Гена не передумал, но в город не подался.
«Засвечусь я там, как пить дать, подумал он и остался на селе.
Слышь, Вась, а что у вас начальники делают? спросил как-то Гена своего приятеля.
А ничего не делают. Сидят в своих кабинетах и посылают всех на
«Вот такая работа мне по душе», размечтался практичный рептилоид.
Паспорт тебе надо новый справить, заметил его друг Василий, когда они оформляли трудодни у второго его друга Феди, нового председателя. Твой-то вместе с трактором утерян. Зараза, вот встречу как-нибудь этого Макара и ноги ему пообломаю. Позарился, хрен собачий на чужое добро!
Долго слово сказывается, да быстро дело делается.
Получите и распишитесь, произнёс вскоре Вася, смотавшись на пару часов в местную шарагу, изготавливающую визитки. Вот тебе сразу два: отечественный и заморский.
На хрена мне заморский? спросил Гена, вертя в руках красные книжицы паспортов с крупными надписями «СССР» на обложках.

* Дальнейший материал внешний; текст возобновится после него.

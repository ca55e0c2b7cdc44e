use thiserror::Error;

use crate::av::MediaFormat;

/// Errors raised while classifying or reformatting H.264 data.
///
/// Every variant names the operation that failed so a log line is enough to
/// locate the problem without a backtrace.
#[derive(Error, Debug)]
pub enum ReformatError {
    /// The format is not an H.264 kind, or lacks the property the operation needs
    #[error("{op}: unsupported format {format:?} at offset {offset}{}", detail_suffix(.detail))]
    UnsupportedFormat {
        /// Operation that rejected the format
        op: &'static str,
        /// Format handed to the operation
        format: MediaFormat,
        /// Buffer position the operation was asked to work at, 0 for whole-packet checks
        offset: usize,
        /// Extra context, empty when none
        detail: String,
    },

    /// A length prefix width other than 1, 2 or 4 bytes
    #[error("{op}: length prefix width {width} at offset {offset} is not 1, 2 or 4")]
    InvalidLengthWidth {
        /// Operation handed the width
        op: &'static str,
        /// The rejected width in bytes
        width: usize,
        /// Buffer position of the prefix
        offset: usize,
    },

    /// The buffer is too short or lacks the delimiter the format promises
    #[error("{op}: malformed {format:?} header at offset {offset}: {reason}")]
    MalformedHeader {
        /// Operation that found the header malformed
        op: &'static str,
        /// Format the data was declared as
        format: MediaFormat,
        /// Byte offset of the header
        offset: usize,
        /// What was wrong
        reason: String,
    },

    /// A NAL unit header byte had its forbidden bit set
    #[error("{op}: forbidden_zero_bit set in NAL header byte {byte:#04x} at offset {offset}")]
    ZeroBitViolation {
        /// Operation that decoded the byte
        op: &'static str,
        /// The offending header byte
        byte: u8,
        /// Byte offset of the header byte, 0 when decoded standalone
        offset: usize,
    },

    /// Annex-B data without a start code where one was expected
    #[error("{op}: no start code in {format:?} data from offset {offset}")]
    StartCodeNotFound {
        /// Operation that searched
        op: &'static str,
        /// Format the data was declared as
        format: MediaFormat,
        /// Offset the search began at
        offset: usize,
    },

    /// A chunk length exceeds the bytes left in the buffer
    #[error("{op}: chunk of {length} bytes at offset {offset} overruns {remaining} remaining ({from:?} -> {to:?})")]
    ChunkOverrun {
        /// Operation that detected the overrun
        op: &'static str,
        /// Source format of the conversion
        from: MediaFormat,
        /// Target format of the conversion
        to: MediaFormat,
        /// Offset of the chunk payload
        offset: usize,
        /// Declared or computed chunk length
        length: usize,
        /// Bytes actually available from `offset`
        remaining: usize,
    },

    /// Failure reading configuration
    #[error("io error: {0}")]
    Io(#[from] std::io::Error),
}

fn detail_suffix(detail: &str) -> String {
    if detail.is_empty() {
        String::new()
    } else {
        format!(" ({})", detail)
    }
}

impl ReformatError {
    pub(crate) fn unsupported(op: &'static str, format: MediaFormat) -> Self {
        ReformatError::UnsupportedFormat {
            op,
            format,
            offset: 0,
            detail: String::new(),
        }
    }

    pub(crate) fn malformed(
        op: &'static str,
        format: MediaFormat,
        offset: usize,
        reason: impl Into<String>,
    ) -> Self {
        ReformatError::MalformedHeader {
            op,
            format,
            offset,
            reason: reason.into(),
        }
    }
}

/// Result type used throughout the crate
pub type Result<T> = std::result::Result<T, ReformatError>;

#[cfg(test)]
mod tests {
    use super::*;

    #[test]
    fn test_messages_carry_context() {
        let err = ReformatError::ChunkOverrun {
            op: "reformat",
            from: MediaFormat::H264Avcc32,
            to: MediaFormat::H264Es,
            offset: 4,
            length: 255,
            remaining: 3,
        };
        let msg = err.to_string();
        assert!(msg.contains("reformat"));
        assert!(msg.contains("offset 4"));
        assert!(msg.contains("H264Avcc32"));

        let err = ReformatError::unsupported("nalu_length_size", MediaFormat::Aac);
        assert_eq!(
            err.to_string(),
            "nalu_length_size: unsupported format Aac at offset 0"
        );

        let err = ReformatError::InvalidLengthWidth {
            op: "read_length",
            width: 3,
            offset: 7,
        };
        assert_eq!(
            err.to_string(),
            "read_length: length prefix width 3 at offset 7 is not 1, 2 or 4"
        );

        let err = ReformatError::ZeroBitViolation {
            op: "decode_nalu_byte",
            byte: 0x80,
            offset: 0,
        };
        assert!(err.to_string().contains("0x80"));
    }
}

Старые образцы, согласен, виновато сказал ему друг, но новые даже Гознак ещё не напечатал. Бери, бери, добавил он, видя, как его друг с сомнением вертит в руках иностранный паспорт. Дурной, а вдруг за границу захочется? Сейчас все туда едут, особенно в Штаты. Бери, всё равно его мне в нагрузку всучили.
За границу Гене совсем не хотелось, а тем более в Штаты, поскольку именно над ними помяли его звездолёт. Поэтому он разорвал заморский и затоптал обрывки в осеннюю грязь.
***
В Смирновке устаканилась осень. От трудодней его вскоре освободили. Дело в том, что собирая в мешки выкопанную трактором картошку, он так интенсивно работал своим хвостом, что засыпал соседние грядки.
Да отрежь ты его на хрен, советовали ему сердобольные сельчанки, мешается же. Что за мода у вас в столице пошла. Сесть, не встать!
«Нет, хвост свой я точно не отрежу, отвечал он им мысленно, дорог он мне как память. И вообще».
Именно в тот момент Гена от тоски и праздности начал чинить всяческую деревенскую утварь. К работе руками он был привычен, да и похвалы осчастливленных сельчан даже рептилии по душе.